┌────────

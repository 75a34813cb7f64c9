//! Timestamp Resolver
//!
//! Reconciles each item's timestamp from two independent sources:
//!
//! 1. The inline attribute, tried against a fixed table of local parse
//!    strategies (first success wins):
//!
//! | Priority | Strategy   | Input                                  |
//! |----------|------------|----------------------------------------|
//! | 1        | `ISO`      | text before the first whitespace       |
//! | 2        | `EPOCH`    | text after it, exactly 10 ASCII digits |
//! | 3        | `FALLBACK` | the whole string                       |
//!
//! 2. The remote item lookup, for items still `MISSING`, issued in bounded
//!    concurrent batches paced through the [`RateLimiter`]. Each lookup is
//!    retried at most once, and only on a transient failure.

use crate::lookup::{ItemLookup, LookupFailure};
use crate::model::{RawItem, ResolutionStrategy, ResolvedItem};
use crate::pacing::RateLimiter;
use chrono::{DateTime, NaiveDate, NaiveDateTime};
use futures::future::join_all;
use regex::Regex;
use serde::{Deserialize, Serialize};
use std::sync::{Arc, OnceLock};
use std::time::Duration;
use tracing::{debug, info, warn};

/// Default number of concurrent lookups per batch
pub const DEFAULT_BATCH_SIZE: usize = 20;

/// Default pacing delay between lookup batches (600ms)
pub const DEFAULT_LOOKUP_DELAY_MS: u64 = 600;

/// A lookup is retried at most this many times
pub const MAX_LOOKUP_RETRIES: u32 = 1;

/// Reason recorded when an item has no inline attribute
pub const NO_INLINE_TIMESTAMP: &str = "no inline timestamp";

/// Reason recorded when every local strategy failed
pub const ALL_STRATEGIES_FAILED: &str = "all local parse strategies failed";

const NAIVE_ISO_FORMATS: [&str; 3] = [
    "%Y-%m-%dT%H:%M:%S%.f",
    "%Y-%m-%dT%H:%M",
    "%Y-%m-%dT%H:%M:%S",
];

const NAIVE_SPACED_FORMATS: [&str; 2] = ["%Y-%m-%d %H:%M:%S%.f", "%Y-%m-%d %H:%M"];

// =============================================================================
// LOCAL PARSE STRATEGIES
// =============================================================================

/// A local parse strategy over the raw inline attribute
#[derive(Debug, Clone, Copy, PartialEq, Eq, Hash)]
pub enum ParseStrategy {
    /// Date-time prefix
    IsoPrefix,
    /// Ten-digit epoch-seconds suffix
    EpochSuffix,
    /// Whole string as date-time
    WholeString,
}

/// Local strategies in priority order
pub const LOCAL_STRATEGIES: [ParseStrategy; 3] = [
    ParseStrategy::IsoPrefix,
    ParseStrategy::EpochSuffix,
    ParseStrategy::WholeString,
];

impl ParseStrategy {
    /// Tag recorded on success
    #[must_use]
    pub const fn resolution(self) -> ResolutionStrategy {
        match self {
            Self::IsoPrefix => ResolutionStrategy::Iso,
            Self::EpochSuffix => ResolutionStrategy::Epoch,
            Self::WholeString => ResolutionStrategy::Fallback,
        }
    }

    /// Epoch milliseconds for `raw`, or `None` if this strategy does not apply
    #[must_use]
    pub fn apply(self, raw: &str) -> Option<i64> {
        let raw = raw.trim();
        match self {
            Self::IsoPrefix => raw
                .split_whitespace()
                .next()
                .and_then(parse_iso_datetime),
            Self::EpochSuffix => {
                let (_, suffix) = raw.split_once(char::is_whitespace)?;
                let suffix = suffix.trim();
                if !epoch_pattern().is_match(suffix) {
                    return None;
                }
                suffix.parse::<i64>().ok().map(|secs| secs * 1000)
            }
            Self::WholeString => parse_iso_datetime(raw).or_else(|| parse_loose_datetime(raw)),
        }
    }
}

fn epoch_pattern() -> &'static Regex {
    static PATTERN: OnceLock<Regex> = OnceLock::new();
    PATTERN.get_or_init(|| Regex::new(r"^[0-9]{10}$").expect("epoch pattern is valid"))
}

/// Parse an ISO 8601 date-time or date. Naive values are taken as UTC.
fn parse_iso_datetime(text: &str) -> Option<i64> {
    if text.is_empty() {
        return None;
    }
    if let Ok(dt) = DateTime::parse_from_rfc3339(text) {
        return Some(dt.timestamp_millis());
    }
    NAIVE_ISO_FORMATS
        .iter()
        .find_map(|fmt| NaiveDateTime::parse_from_str(text, fmt).ok())
        .or_else(|| {
            NaiveDate::parse_from_str(text, "%Y-%m-%d")
                .ok()
                .and_then(|d| d.and_hms_opt(0, 0, 0))
        })
        .map(|naive| naive.and_utc().timestamp_millis())
}

/// Date-time forms only accepted for the whole string
fn parse_loose_datetime(text: &str) -> Option<i64> {
    if let Ok(dt) = DateTime::parse_from_rfc2822(text) {
        return Some(dt.timestamp_millis());
    }
    if let Ok(dt) = DateTime::parse_from_str(text, "%Y-%m-%d %H:%M:%S%.f %z") {
        return Some(dt.timestamp_millis());
    }
    NAIVE_SPACED_FORMATS
        .iter()
        .find_map(|fmt| NaiveDateTime::parse_from_str(text, fmt).ok())
        .map(|naive| naive.and_utc().timestamp_millis())
}

/// Resolve one item from its inline attribute only
#[must_use]
pub fn resolve(item: &RawItem) -> ResolvedItem {
    let Some(raw) = item.raw_timestamp.as_deref() else {
        return ResolvedItem::missing(item.clone(), NO_INLINE_TIMESTAMP);
    };
    LOCAL_STRATEGIES
        .iter()
        .find_map(|strategy| strategy.apply(raw).map(|ms| (*strategy, ms)))
        .map_or_else(
            || {
                debug!(id = %item.id, raw, "inline timestamp unparseable");
                ResolvedItem::missing(item.clone(), format!("{ALL_STRATEGIES_FAILED}: {raw:?}"))
            },
            |(strategy, ms)| ResolvedItem::parsed(item.clone(), ms, strategy.resolution()),
        )
}

/// Resolve every item locally, preserving order
#[must_use]
pub fn resolve_all(items: &[RawItem]) -> Vec<ResolvedItem> {
    items.iter().map(resolve).collect()
}

// =============================================================================
// REMOTE FALLBACK
// =============================================================================

/// Outcome of one remote lookup (including its retry)
#[derive(Debug, Clone, PartialEq, Eq, Serialize, Deserialize)]
#[serde(rename_all = "camelCase")]
pub struct LookupDiagnostic {
    /// Item identifier
    pub id: String,
    /// Calls made (1 or 2)
    pub attempts: u32,
    /// Whether a timestamp was obtained
    pub success: bool,
    /// Status of the last call
    pub status_code: u16,
    /// Epoch seconds returned
    pub time: Option<i64>,
    /// Failure reason
    pub error: Option<String>,
}

/// Remote fallback configuration
#[derive(Debug, Clone, Copy, Serialize, Deserialize)]
pub struct ResolverConfig {
    /// Concurrent lookups per batch
    pub batch_size: usize,
    /// Pacing delay before each batch
    pub lookup_delay: Duration,
    /// Delay before the single retry
    pub retry_delay: Duration,
}

impl Default for ResolverConfig {
    fn default() -> Self {
        Self {
            batch_size: DEFAULT_BATCH_SIZE,
            lookup_delay: Duration::from_millis(DEFAULT_LOOKUP_DELAY_MS),
            retry_delay: Duration::from_millis(DEFAULT_LOOKUP_DELAY_MS),
        }
    }
}

impl ResolverConfig {
    /// Create new config with defaults
    #[must_use]
    pub fn new() -> Self {
        Self::default()
    }

    /// Set batch size
    #[must_use]
    pub const fn with_batch_size(mut self, batch_size: usize) -> Self {
        self.batch_size = batch_size;
        self
    }

    /// Set lookup pacing delay
    #[must_use]
    pub const fn with_lookup_delay(mut self, delay: Duration) -> Self {
        self.lookup_delay = delay;
        self
    }

    /// Set retry delay
    #[must_use]
    pub const fn with_retry_delay(mut self, delay: Duration) -> Self {
        self.retry_delay = delay;
        self
    }
}

/// Resolver with remote fallback
pub struct Resolver {
    lookup: Arc<dyn ItemLookup>,
    limiter: Arc<RateLimiter>,
    config: ResolverConfig,
}

impl std::fmt::Debug for Resolver {
    fn fmt(&self, f: &mut std::fmt::Formatter<'_>) -> std::fmt::Result {
        f.debug_struct("Resolver")
            .field("limiter", &self.limiter)
            .field("config", &self.config)
            .finish_non_exhaustive()
    }
}

impl Resolver {
    /// Create a resolver
    #[must_use]
    pub fn new(
        lookup: Arc<dyn ItemLookup>,
        limiter: Arc<RateLimiter>,
        config: ResolverConfig,
    ) -> Self {
        Self {
            lookup,
            limiter,
            config,
        }
    }

    /// Configuration
    #[must_use]
    pub const fn config(&self) -> &ResolverConfig {
        &self.config
    }

    /// Resolve `items` locally, then fill `MISSING` ones remotely in batches of
    /// `batch_size`. Output order matches input order.
    pub async fn resolve_batch(
        &self,
        items: &[RawItem],
        batch_size: usize,
    ) -> (Vec<ResolvedItem>, Vec<LookupDiagnostic>) {
        let mut resolved = resolve_all(items);
        let mut diagnostics = Vec::new();
        self.fill_missing(&mut resolved, batch_size, &mut diagnostics)
            .await;
        (resolved, diagnostics)
    }

    /// Replace `MISSING` entries of `resolved` with remote results, one batch at
    /// a time. Completed batches are written back before the next starts, so a
    /// cancelled call leaves every unfinished item `MISSING`.
    pub async fn fill_missing(
        &self,
        resolved: &mut [ResolvedItem],
        batch_size: usize,
        diagnostics: &mut Vec<LookupDiagnostic>,
    ) {
        let pending: Vec<usize> = resolved
            .iter()
            .enumerate()
            .filter(|(_, item)| !item.is_resolved())
            .map(|(idx, _)| idx)
            .collect();
        if pending.is_empty() {
            return;
        }

        let batch_size = batch_size.max(1);
        let total_batches = pending.len().div_ceil(batch_size);
        info!(
            pending = pending.len(),
            batches = total_batches,
            "resolving missing timestamps remotely"
        );

        for (batch_no, batch) in pending.chunks(batch_size).enumerate() {
            let ids: Vec<String> = batch
                .iter()
                .map(|&idx| resolved[idx].id().to_string())
                .collect();
            let outcomes = self
                .limiter
                .paced(
                    self.config.lookup_delay,
                    join_all(ids.into_iter().map(|id| self.lookup_with_retry(id))),
                )
                .await;

            for (&idx, outcome) in batch.iter().zip(outcomes) {
                resolved[idx] = match (outcome.success, outcome.time) {
                    (true, Some(secs)) => resolved[idx].with_remote_time(secs * 1000),
                    _ => resolved[idx]
                        .with_lookup_error(outcome.error.clone().unwrap_or_default()),
                };
                diagnostics.push(outcome);
            }
            debug!(
                batch = batch_no + 1,
                of = total_batches,
                size = batch.len(),
                "lookup batch complete"
            );
        }
    }

    async fn lookup_with_retry(&self, id: String) -> LookupDiagnostic {
        let mut attempts = 0;
        loop {
            attempts += 1;
            let response = self.lookup.fetch_item(&id).await;
            match response.epoch_ms() {
                Ok(_) => {
                    return LookupDiagnostic {
                        id,
                        attempts,
                        success: true,
                        status_code: response.status_code,
                        time: response.time_epoch_seconds,
                        error: None,
                    };
                }
                Err(failure) if failure.is_transient() && attempts <= MAX_LOOKUP_RETRIES => {
                    debug!(id = %id, error = %failure, "transient lookup failure, retrying");
                    tokio::time::sleep(self.config.retry_delay).await;
                }
                Err(failure) => {
                    warn!(id = %id, attempts, error = %failure, "lookup failed");
                    return failed(id, attempts, response.status_code, &failure);
                }
            }
        }
    }
}

fn failed(
    id: String,
    attempts: u32,
    status_code: u16,
    failure: &LookupFailure,
) -> LookupDiagnostic {
    LookupDiagnostic {
        id,
        attempts,
        success: false,
        status_code,
        time: None,
        error: Some(failure.to_string()),
    }
}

└────────

> _Work to be completed_
Taking the entries above, write out exactly the lines starting with the line containing "let batch_size = batch_size.max(1);" and going on through the line containing "for (&idx, outcome)", both included, and nothing else.

> _Expected answer_
        let batch_size = batch_size.max(1);
        let total_batches = pending.len().div_ceil(batch_size);
        info!(
            pending = pending.len(),
            batches = total_batches,
            "resolving missing timestamps remotely"
        );

        for (batch_no, batch) in pending.chunks(batch_size).enumerate() {
            let ids: Vec<String> = batch
                .iter()
                .map(|&idx| resolved[idx].id().to_string())
                .collect();
            let outcomes = self
                .limiter
                .paced(
                    self.config.lookup_delay,
                    join_all(ids.into_iter().map(|id| self.lookup_with_retry(id))),
                )
                .await;

            for (&idx, outcome) in batch.iter().zip(outcomes) {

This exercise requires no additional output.